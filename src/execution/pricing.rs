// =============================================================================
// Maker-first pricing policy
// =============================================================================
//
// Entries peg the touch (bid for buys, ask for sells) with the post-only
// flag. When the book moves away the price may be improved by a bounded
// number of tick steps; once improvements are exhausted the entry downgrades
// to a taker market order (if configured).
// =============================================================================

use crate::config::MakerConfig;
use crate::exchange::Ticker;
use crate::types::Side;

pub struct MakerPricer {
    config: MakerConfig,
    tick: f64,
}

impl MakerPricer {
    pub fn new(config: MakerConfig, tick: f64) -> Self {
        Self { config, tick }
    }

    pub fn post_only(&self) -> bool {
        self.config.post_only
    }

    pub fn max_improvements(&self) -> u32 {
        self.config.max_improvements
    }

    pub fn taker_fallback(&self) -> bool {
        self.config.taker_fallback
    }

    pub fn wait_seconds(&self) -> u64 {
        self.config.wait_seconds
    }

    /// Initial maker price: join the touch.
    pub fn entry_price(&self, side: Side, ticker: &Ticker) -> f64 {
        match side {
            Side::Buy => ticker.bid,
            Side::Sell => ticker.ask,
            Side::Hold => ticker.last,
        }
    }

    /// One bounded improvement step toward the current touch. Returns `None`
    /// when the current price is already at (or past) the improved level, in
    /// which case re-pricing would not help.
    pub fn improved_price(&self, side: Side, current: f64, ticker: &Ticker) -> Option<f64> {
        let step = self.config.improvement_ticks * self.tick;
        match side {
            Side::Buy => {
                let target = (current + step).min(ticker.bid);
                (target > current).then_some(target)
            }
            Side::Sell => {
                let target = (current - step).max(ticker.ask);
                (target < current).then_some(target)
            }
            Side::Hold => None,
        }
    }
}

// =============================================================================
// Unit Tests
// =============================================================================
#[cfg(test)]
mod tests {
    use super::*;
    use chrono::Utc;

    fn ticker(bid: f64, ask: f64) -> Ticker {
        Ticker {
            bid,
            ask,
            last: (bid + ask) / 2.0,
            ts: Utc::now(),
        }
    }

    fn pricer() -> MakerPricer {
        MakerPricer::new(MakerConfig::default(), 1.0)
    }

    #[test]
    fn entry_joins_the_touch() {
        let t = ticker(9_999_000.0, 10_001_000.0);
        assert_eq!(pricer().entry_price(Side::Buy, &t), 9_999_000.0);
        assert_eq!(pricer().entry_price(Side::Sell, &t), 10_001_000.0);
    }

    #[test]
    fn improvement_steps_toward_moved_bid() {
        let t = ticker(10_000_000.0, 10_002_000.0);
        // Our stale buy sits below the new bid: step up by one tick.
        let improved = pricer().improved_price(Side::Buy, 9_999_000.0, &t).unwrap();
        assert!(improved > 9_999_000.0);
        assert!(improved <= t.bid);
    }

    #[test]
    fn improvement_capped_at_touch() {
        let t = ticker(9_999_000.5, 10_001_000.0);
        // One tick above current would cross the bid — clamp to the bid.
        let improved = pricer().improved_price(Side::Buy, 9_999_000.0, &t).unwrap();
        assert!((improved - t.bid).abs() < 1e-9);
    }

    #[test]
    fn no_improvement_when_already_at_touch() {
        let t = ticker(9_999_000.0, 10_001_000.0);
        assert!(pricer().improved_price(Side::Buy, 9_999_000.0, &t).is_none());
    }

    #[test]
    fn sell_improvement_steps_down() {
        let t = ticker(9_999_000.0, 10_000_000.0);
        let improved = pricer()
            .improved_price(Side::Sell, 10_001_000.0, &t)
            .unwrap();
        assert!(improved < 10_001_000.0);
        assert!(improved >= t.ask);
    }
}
* * *
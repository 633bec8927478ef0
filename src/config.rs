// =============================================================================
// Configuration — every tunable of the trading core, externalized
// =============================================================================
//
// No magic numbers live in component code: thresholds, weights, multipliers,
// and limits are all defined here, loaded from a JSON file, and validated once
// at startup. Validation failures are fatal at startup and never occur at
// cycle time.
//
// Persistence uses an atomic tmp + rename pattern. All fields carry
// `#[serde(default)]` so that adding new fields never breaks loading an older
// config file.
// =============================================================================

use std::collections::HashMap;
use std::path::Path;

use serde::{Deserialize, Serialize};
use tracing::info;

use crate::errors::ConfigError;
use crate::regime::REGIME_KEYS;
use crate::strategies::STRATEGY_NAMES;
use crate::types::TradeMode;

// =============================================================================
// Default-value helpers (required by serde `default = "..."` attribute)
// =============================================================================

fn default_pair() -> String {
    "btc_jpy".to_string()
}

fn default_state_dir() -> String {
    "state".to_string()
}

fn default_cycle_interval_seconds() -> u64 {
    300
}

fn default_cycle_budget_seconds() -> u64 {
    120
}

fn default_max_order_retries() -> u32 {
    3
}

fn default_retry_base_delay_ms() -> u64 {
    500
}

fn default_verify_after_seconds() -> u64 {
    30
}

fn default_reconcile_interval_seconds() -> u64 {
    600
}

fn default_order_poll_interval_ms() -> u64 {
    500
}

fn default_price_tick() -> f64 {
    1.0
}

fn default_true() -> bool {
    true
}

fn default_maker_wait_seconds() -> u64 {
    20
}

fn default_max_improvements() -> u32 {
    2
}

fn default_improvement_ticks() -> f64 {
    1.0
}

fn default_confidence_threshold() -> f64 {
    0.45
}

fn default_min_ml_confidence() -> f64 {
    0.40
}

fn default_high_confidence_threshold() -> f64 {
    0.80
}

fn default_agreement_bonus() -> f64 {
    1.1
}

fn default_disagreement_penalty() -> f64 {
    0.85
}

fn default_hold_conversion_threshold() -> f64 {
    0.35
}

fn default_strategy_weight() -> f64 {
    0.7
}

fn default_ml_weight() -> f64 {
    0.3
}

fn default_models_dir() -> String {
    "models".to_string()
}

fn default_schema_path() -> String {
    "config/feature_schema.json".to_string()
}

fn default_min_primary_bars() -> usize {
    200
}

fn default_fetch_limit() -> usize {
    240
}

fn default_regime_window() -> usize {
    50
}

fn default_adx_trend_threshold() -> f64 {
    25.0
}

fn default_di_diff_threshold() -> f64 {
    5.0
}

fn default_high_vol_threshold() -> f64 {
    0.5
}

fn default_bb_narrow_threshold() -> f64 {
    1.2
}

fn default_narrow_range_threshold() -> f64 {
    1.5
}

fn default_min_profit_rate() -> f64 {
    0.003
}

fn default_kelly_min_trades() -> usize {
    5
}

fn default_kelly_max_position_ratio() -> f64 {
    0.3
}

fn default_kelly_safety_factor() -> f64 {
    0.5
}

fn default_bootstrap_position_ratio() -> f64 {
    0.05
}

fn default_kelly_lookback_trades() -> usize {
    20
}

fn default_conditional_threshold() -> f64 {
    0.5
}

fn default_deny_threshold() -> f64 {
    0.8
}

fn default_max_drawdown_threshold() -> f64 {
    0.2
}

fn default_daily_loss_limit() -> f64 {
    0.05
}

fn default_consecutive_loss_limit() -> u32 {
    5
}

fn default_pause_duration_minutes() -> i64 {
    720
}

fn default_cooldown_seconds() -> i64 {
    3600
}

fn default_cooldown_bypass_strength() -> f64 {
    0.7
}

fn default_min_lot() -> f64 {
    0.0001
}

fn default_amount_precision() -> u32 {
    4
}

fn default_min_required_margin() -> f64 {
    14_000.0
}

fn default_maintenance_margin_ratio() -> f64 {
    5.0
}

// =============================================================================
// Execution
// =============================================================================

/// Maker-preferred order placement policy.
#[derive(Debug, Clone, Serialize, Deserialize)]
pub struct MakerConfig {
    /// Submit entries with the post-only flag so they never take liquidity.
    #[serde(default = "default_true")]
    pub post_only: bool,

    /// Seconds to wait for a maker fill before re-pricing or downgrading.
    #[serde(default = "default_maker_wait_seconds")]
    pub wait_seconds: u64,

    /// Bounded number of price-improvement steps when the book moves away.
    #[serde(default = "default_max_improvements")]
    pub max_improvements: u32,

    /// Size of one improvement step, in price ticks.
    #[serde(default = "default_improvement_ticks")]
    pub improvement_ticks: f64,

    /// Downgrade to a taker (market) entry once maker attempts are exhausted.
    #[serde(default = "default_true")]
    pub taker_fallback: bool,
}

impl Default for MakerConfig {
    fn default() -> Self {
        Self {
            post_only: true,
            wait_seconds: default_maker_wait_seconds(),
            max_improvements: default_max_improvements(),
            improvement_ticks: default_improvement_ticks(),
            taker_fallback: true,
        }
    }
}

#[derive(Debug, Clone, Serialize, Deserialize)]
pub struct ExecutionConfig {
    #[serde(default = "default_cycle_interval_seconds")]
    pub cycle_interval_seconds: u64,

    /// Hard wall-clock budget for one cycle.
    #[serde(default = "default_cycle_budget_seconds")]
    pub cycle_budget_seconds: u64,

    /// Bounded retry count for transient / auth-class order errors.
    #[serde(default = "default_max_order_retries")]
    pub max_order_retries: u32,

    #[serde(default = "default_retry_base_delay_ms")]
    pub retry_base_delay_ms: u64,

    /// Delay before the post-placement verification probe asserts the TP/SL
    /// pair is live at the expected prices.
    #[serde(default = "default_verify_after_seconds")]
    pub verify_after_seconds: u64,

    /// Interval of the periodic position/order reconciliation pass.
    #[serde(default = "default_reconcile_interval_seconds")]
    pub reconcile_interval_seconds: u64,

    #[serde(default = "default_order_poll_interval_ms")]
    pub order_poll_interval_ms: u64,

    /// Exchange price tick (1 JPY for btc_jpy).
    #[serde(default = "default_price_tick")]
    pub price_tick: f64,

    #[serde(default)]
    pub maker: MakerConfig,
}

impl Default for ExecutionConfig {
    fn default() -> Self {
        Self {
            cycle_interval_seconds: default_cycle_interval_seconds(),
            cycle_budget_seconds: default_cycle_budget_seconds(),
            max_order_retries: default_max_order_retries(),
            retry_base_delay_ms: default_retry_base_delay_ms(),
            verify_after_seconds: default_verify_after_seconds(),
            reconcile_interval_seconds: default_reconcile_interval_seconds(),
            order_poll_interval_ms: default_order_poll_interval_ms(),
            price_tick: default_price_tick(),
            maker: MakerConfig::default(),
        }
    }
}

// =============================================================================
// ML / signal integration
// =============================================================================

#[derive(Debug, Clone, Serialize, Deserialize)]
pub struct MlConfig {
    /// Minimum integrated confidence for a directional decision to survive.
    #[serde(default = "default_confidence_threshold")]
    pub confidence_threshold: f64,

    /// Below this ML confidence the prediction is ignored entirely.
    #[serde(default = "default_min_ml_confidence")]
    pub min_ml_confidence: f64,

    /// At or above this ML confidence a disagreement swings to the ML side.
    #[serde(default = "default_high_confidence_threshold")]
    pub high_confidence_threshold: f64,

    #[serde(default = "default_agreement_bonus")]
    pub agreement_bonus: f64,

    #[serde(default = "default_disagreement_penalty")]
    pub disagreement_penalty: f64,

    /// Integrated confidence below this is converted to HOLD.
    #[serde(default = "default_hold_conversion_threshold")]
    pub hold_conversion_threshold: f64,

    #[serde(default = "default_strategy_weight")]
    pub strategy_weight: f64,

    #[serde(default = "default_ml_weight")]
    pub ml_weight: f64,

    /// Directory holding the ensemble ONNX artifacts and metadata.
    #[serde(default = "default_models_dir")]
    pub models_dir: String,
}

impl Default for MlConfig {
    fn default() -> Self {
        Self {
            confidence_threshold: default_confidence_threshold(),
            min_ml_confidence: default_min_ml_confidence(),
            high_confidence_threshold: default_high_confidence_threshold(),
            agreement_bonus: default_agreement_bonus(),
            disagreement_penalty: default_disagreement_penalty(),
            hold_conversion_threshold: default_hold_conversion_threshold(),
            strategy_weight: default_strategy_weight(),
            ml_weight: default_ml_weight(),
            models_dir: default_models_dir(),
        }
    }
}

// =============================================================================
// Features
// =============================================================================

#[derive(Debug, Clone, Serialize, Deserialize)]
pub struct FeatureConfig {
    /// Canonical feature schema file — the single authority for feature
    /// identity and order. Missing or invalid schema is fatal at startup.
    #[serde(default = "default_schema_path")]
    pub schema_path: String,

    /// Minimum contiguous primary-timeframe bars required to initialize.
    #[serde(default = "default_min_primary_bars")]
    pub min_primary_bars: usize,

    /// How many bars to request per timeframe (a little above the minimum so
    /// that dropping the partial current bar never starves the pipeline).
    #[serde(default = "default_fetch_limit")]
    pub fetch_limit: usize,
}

◆ **THE TASK**
A single number is the answer here: the count of lines in the listing that hold the string "book".

◆ **EXERCISE RESPONSE**
2